In one of his first acts after being sworn in, Pataki signed Grasso's extradition papers, and on March 20, 1995, Grasso got his fondest wish in the form of an injection of lethal drugs at Oklahoma State Penitentiary.

He was the last Staten Islander executed for murder.

What interests me about this is that the judge who sentenced Thomas Grasso back in the day was my dad. Dad had a few issues with the history that was presented in this story. Here's the email he sent in response to the reporter:

I don't agree with your conclusion that Thomas Grasso was a "Staten Islander". I don't have access to the records ( Ind. #240/91) but I remember that this Oklahoma killer was a transient living in a SRO on Central Avenue.

A reasonable definition of a "Staten Islander" should include, at the least, some recognizable contact with the Island. Mr. Grasso didn't appear to have any real contact with the Island except being physically there when arrested for the horrible murder.

As to Gov. Mario Cuomo's "Catholic" motivated resistance to the sending Mr. Grasso back to Oklahoma to face the death penalty, I question your definition of the then Governor's religious beliefs. Certainly, his opposition was his political stance on the death penalty but to equate that opposition to his religious beliefs is too much a stretch for me. If his opposition to the death penalty was solely "Catholic" than he should have been opposed to abortion. We know he did not oppose abortion and that appeared to be also a political decision.

I still hold to my position about Mr. Grasso; he should have served his 20 years in New York and then have been sent back to Oklahoma. He got the mercy that his victim didn't get, and he got that mercy for political reasons. Clearly Mr. Grasso out smarted both Cuomo and Pataki.

So much for my opinion,

Charles A. Kuffner, Jr.

Dad showed me a transcript of the sentencing hearing. During the brief proceeding, Grasso told Dad to "suck my ", to which Dad, in one of the great wish-I'd-thought-of-that moments I've heard of, responded "Fortunately for me, I'm a vegetarian." I don't have a point to make about any of this, I just love the story and thought this was as good a time as any to share it.

Posted by Charles Kuffner on January 17, 2007 to Crime and Punishment


If your dad was Charles Kuffner,Jr then are you Charles the 3rd?

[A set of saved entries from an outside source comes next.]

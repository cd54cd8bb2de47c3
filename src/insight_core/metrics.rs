//! Regression error metrics used to score fitted trees.

use ndarray::Array1;
use serde::{Deserialize, Serialize};
use std::fmt;
use std::str::FromStr;

use crate::stats::percentile;
use crate::utils::AnalysisError;

/// Performance metric comparing true prices against predictions
#[derive(Debug, Clone, Copy, Default, PartialEq, Eq, Serialize, Deserialize)]
#[serde(rename_all = "snake_case")]
pub enum PerformanceMetric {
    /// mean(|y - p|)
    #[default]
    MeanAbsoluteError,
    /// mean((y - p)^2)
    MeanSquaredError,
    /// median(|y - p|)
    MedianAbsoluteError,
    /// 1 - SS_res / SS_tot
    R2,
    /// 1 - Var(y - p) / Var(y)
    ExplainedVariance,
}

impl PerformanceMetric {
    /// Short name used in reports and config files
    pub fn name(&self) -> &'static str {
        match self {
            PerformanceMetric::MeanAbsoluteError => "mean_absolute_error",
            PerformanceMetric::MeanSquaredError => "mean_squared_error",
            PerformanceMetric::MedianAbsoluteError => "median_absolute_error",
            PerformanceMetric::R2 => "r2",
            PerformanceMetric::ExplainedVariance => "explained_variance",
        }
    }

    /// Whether a larger metric value means a better model
    pub fn greater_is_better(&self) -> bool {
        matches!(
            self,
            PerformanceMetric::R2 | PerformanceMetric::ExplainedVariance
        )
    }

    /// Compute the raw metric value
    pub fn compute(&self, truth: &Array1<f64>, predicted: &Array1<f64>) -> Result<f64, AnalysisError> {
        if truth.is_empty() {
            return Err(AnalysisError::ValidationError(
                "cannot score an empty prediction set".to_string(),
            ));
        }
        if truth.len() != predicted.len() {
            return Err(AnalysisError::ValidationError(format!(
                "truth length ({}) must match prediction length ({})",
                truth.len(),
                predicted.len()
            )));
        }

        let n = truth.len() as f64;
        let residuals: Vec<f64> = truth
            .iter()
            .zip(predicted.iter())
            .map(|(t, p)| t - p)
            .collect();

        let value = match self {
            PerformanceMetric::MeanAbsoluteError => {
                residuals.iter().map(|r| r.abs()).sum::<f64>() / n
            }
            PerformanceMetric::MeanSquaredError => {
                residuals.iter().map(|r| r * r).sum::<f64>() / n
            }
            PerformanceMetric::MedianAbsoluteError => {
                let mut abs: Vec<f64> = residuals.iter().map(|r| r.abs()).collect();
                abs.sort_by(|a, b| a.total_cmp(b));
                percentile(&abs, 50.0)
            }
            PerformanceMetric::R2 => {
                let mean = truth.sum() / n;
                let ss_res: f64 = residuals.iter().map(|r| r * r).sum();
                let ss_tot: f64 = truth.iter().map(|t| (t - mean).powi(2)).sum();
                unit_fraction_score(ss_res, ss_tot)
            }
            PerformanceMetric::ExplainedVariance => {
                let mean_res = residuals.iter().sum::<f64>() / n;
                let var_res = residuals.iter().map(|r| (r - mean_res).powi(2)).sum::<f64>() / n;
                let mean = truth.sum() / n;
                let var_truth = truth.iter().map(|t| (t - mean).powi(2)).sum::<f64>() / n;
                unit_fraction_score(var_res, var_truth)
            }
        };

        Ok(value)
    }

    /// Metric value oriented so that greater is always better
    ///
    /// Loss metrics are negated, as a scorer built with
    /// `greater_is_better = false` would do.
    pub fn score(&self, truth: &Array1<f64>, predicted: &Array1<f64>) -> Result<f64, AnalysisError> {
        let value = self.compute(truth, predicted)?;
        Ok(if self.greater_is_better() { value } else { -value })
    }
}

/// 1 - num / den, with a constant target scoring 1 on a perfect fit and 0 otherwise
fn unit_fraction_score(num: f64, den: f64) -> f64 {
    if den == 0.0 {
        if num == 0.0 {
            1.0
        } else {
            0.0
        }
    } else {
        1.0 - num / den
    }
}

impl fmt::Display for PerformanceMetric {
    fn fmt(&self, f: &mut fmt::Formatter<'_>) -> fmt::Result {
        f.write_str(self.name())
    }
}

impl FromStr for PerformanceMetric {
    type Err = AnalysisError;

    fn from_str(s: &str) -> Result<Self, Self::Err> {
        match s.to_ascii_lowercase().as_str() {
            "mae" | "mean_absolute_error" => Ok(PerformanceMetric::MeanAbsoluteError),
            "mse" | "mean_squared_error" => Ok(PerformanceMetric::MeanSquaredError),
            "medae" | "median_absolute_error" => Ok(PerformanceMetric::MedianAbsoluteError),
            "r2" => Ok(PerformanceMetric::R2),
            "explained_variance" => Ok(PerformanceMetric::ExplainedVariance),
            other => Err(AnalysisError::ValidationError(format!(
                "unknown metric '{}'",
                other
            ))),
        }
    }
}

That is so cool! I hope you can consider Charley or so as a nick name or name for your next child to continue such a family tradition.

Posted by: Burt Levine on January 17, 2007 9:25 AM

Yes, I'm Charles III. I've always been proud of that. If I do have a son someday, though, I'm not planning to pass that on. I think three's enough, and that it's best to restart every now and then.

That said, if the next generation wants to pick it up again, I won't object.